Given records:
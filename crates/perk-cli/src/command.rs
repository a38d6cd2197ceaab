//! Subcommands and their execution against the [`Model`].

use std::fmt::Write as _;

use chrono::{DateTime, Utc};
use clap::Subcommand;
use perk_core::{
  member::{Id, Member, Reservation, Tier, Transaction},
  model::Model,
  stats::Window,
};
use rust_decimal::Decimal;

/// What a command reports back, and whether it changed the member list.
#[derive(Debug, Clone, PartialEq, Eq)]
pub struct CommandResult {
  pub feedback: String,
  pub mutated:  bool,
}

impl CommandResult {
  fn read(feedback: impl Into<String>) -> Self {
    Self {
      feedback: feedback.into(),
      mutated:  false,
    }
  }

  fn write(feedback: impl Into<String>) -> Self {
    Self {
      feedback: feedback.into(),
      mutated:  true,
    }
  }
}

#[derive(Subcommand, Debug, Clone)]
pub enum Command {
  /// Register a new member.
  Add {
    name:    String,
    #[arg(long)]
    phone:   Option<String>,
    #[arg(long)]
    email:   Option<String>,
    #[arg(long)]
    address: Option<String>,
    #[arg(long, default_value_t = Tier::Bronze)]
    tier:    Tier,
  },

  /// Change a member's profile. Omitted fields are left as they are.
  Edit {
    id:      Id,
    #[arg(long)]
    name:    Option<String>,
    #[arg(long)]
    phone:   Option<String>,
    #[arg(long)]
    email:   Option<String>,
    #[arg(long)]
    address: Option<String>,
    #[arg(long)]
    tier:    Option<Tier>,
  },

  /// Remove a member and everything recorded against them.
  Delete { id: Id },

  /// Print one member with their transactions and reservations.
  Show { id: Id },

  /// List members, optionally only those of one tier.
  List {
    #[arg(long)]
    tier: Option<Tier>,
  },

  /// Record a purchase.
  Transact {
    id:     Id,
    #[arg(long)]
    amount: Decimal,
    /// When the purchase happened (RFC 3339); defaults to now.
    #[arg(long)]
    at:     Option<DateTime<Utc>>,
  },

  /// Book a reservation.
  Reserve {
    id:     Id,
    /// Reservation time (RFC 3339).
    #[arg(long)]
    at:     DateTime<Utc>,
    #[arg(long)]
    remark: Option<String>,
  },

  /// Member counts and transaction totals.
  Stats {
    /// Emit JSON instead of text.
    #[arg(long)]
    json: bool,
  },
}

impl Command {
  pub fn execute(self, model: &mut Model) -> anyhow::Result<CommandResult> {
    self.execute_at(model, Utc::now())
  }

  /// Execute with an explicit clock, used for defaults and statistics.
  pub fn execute_at(
    self,
    model: &mut Model,
    now: DateTime<Utc>,
  ) -> anyhow::Result<CommandResult> {
    match self {
      Command::Add {
        name,
        phone,
        email,
        address,
        tier,
      } => {
        let mut member = Member::new(model.next_id()?, name, tier, now);
        member.phone = phone;
        member.email = email;
        member.address = address;
        let line = describe(&member);
        model.add_member(member)?;
        Ok(CommandResult::write(format!("New member added: {line}")))
      }

      Command::Edit {
        id,
        name,
        phone,
        email,
        address,
        tier,
      } => {
        let target = model.member_by_id(id)?.clone();
        let mut edited = target.clone();
        if let Some(name) = name {
          edited.name = name;
        }
        if phone.is_some() {
          edited.phone = phone;
        }
        if email.is_some() {
          edited.email = email;
        }
        if address.is_some() {
          edited.address = address;
        }
        if let Some(tier) = tier {
          edited.tier = tier;
        }
        let line = describe(&edited);
        model.set_member(&target, edited)?;
        Ok(CommandResult::write(format!("Edited member: {line}")))
      }

      Command::Delete { id } => {
        let target = model.member_by_id(id)?.clone();
        let removed = model.delete_member(&target)?;
        Ok(CommandResult::write(format!(
          "Deleted member: {}",
          describe(&removed)
        )))
      }

      Command::Show { id } => {
        let member = model.member_by_id(id)?;
        Ok(CommandResult::read(detail(member)))
      }

      Command::List { tier } => {
        let listed: Vec<String> = model
          .members()
          .iter()
          .filter(|m| tier.is_none_or(|t| m.tier == t))
          .map(describe)
          .collect();
        let feedback = if listed.is_empty() {
          "No members to show.".to_owned()
        } else {
          listed.join("\n")
        };
        Ok(CommandResult::read(feedback))
      }

      Command::Transact { id, amount, at } => {
        let txn = Transaction::new(amount, at.unwrap_or(now))?;
        let member = model.add_transactions(id, [txn])?;
        Ok(CommandResult::write(format!(
          "Recorded {amount} for member {id}; lifetime spend {}",
          member.total_spent()
        )))
      }

      Command::Reserve { id, at, remark } => {
        let reservation = Reservation::new(at, remark);
        let rid = reservation.id;
        model.add_reservations(id, [reservation])?;
        Ok(CommandResult::write(format!(
          "Reserved {} for member {id} ({rid})",
          at.to_rfc3339()
        )))
      }

      Command::Stats { json } => {
        let summary = model.statistics_at(now).summary();
        if json {
          return Ok(CommandResult::read(serde_json::to_string_pretty(
            &summary,
          )?));
        }

        let mut out = format!("Members: {}\n", summary.total_members);
        for (tier, count) in &summary.members_by_tier {
          writeln!(out, "  {tier}: {count}")?;
        }
        for w in &summary.windows {
          writeln!(
            out,
            "Transactions ({}): {} totalling {}",
            window_label(w.window),
            w.transactions,
            w.amount
          )?;
        }
        Ok(CommandResult::read(out.trim_end().to_owned()))
      }
    }
  }
}

// ─── Rendering ────────────────────────────────────────────────────────────────

/// One-line summary of a member.
pub fn describe(m: &Member) -> String {
  let mut line = format!("#{} {} [{}]", m.id(), m.name, m.tier);
  if let Some(phone) = &m.phone {
    let _ = write!(line, " phone: {phone}");
  }
  if let Some(email) = &m.email {
    let _ = write!(line, " email: {email}");
  }
  if let Some(address) = &m.address {
    let _ = write!(line, " address: {address}");
  }
  line
}

/// Multi-line view of a member with their history.
fn detail(m: &Member) -> String {
  let mut out = describe(m);
  let _ = write!(
    out,
    "\nRegistered: {}\nLifetime spend: {}",
    m.registered_at.to_rfc3339(),
    m.total_spent()
  );

  let mut txns: Vec<&Transaction> = m.transactions().collect();
  txns.sort_by_key(|t| t.at());
  if !txns.is_empty() {
    out.push_str("\nTransactions:");
    for t in txns {
      let _ = write!(out, "\n  {} {}", t.at().to_rfc3339(), t.amount());
    }
  }

  let mut reservations: Vec<&Reservation> = m.reservations().collect();
  reservations.sort_by_key(|r| r.at);
  if !reservations.is_empty() {
    out.push_str("\nReservations:");
    for r in reservations {
      let _ = write!(out, "\n  {} {}", r.at.to_rfc3339(), r.status);
      if let Some(remark) = &r.remark {
        let _ = write!(out, " ({remark})");
      }
    }
  }
  out
}

/// Human-readable window name.
fn window_label(w: Window) -> &'static str {
  match w {
    Window::All => "all time",
    Window::PastMonth => "past month",
    Window::PastThreeMonths => "past 3 months",
    Window::PastSixMonths => "past 6 months",
  }
}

What is required:
Pull each line containing "past" from the records.

Result for this exercise:
    Window::PastMonth => "past month",
    Window::PastThreeMonths => "past 3 months",
    Window::PastSixMonths => "past 6 months",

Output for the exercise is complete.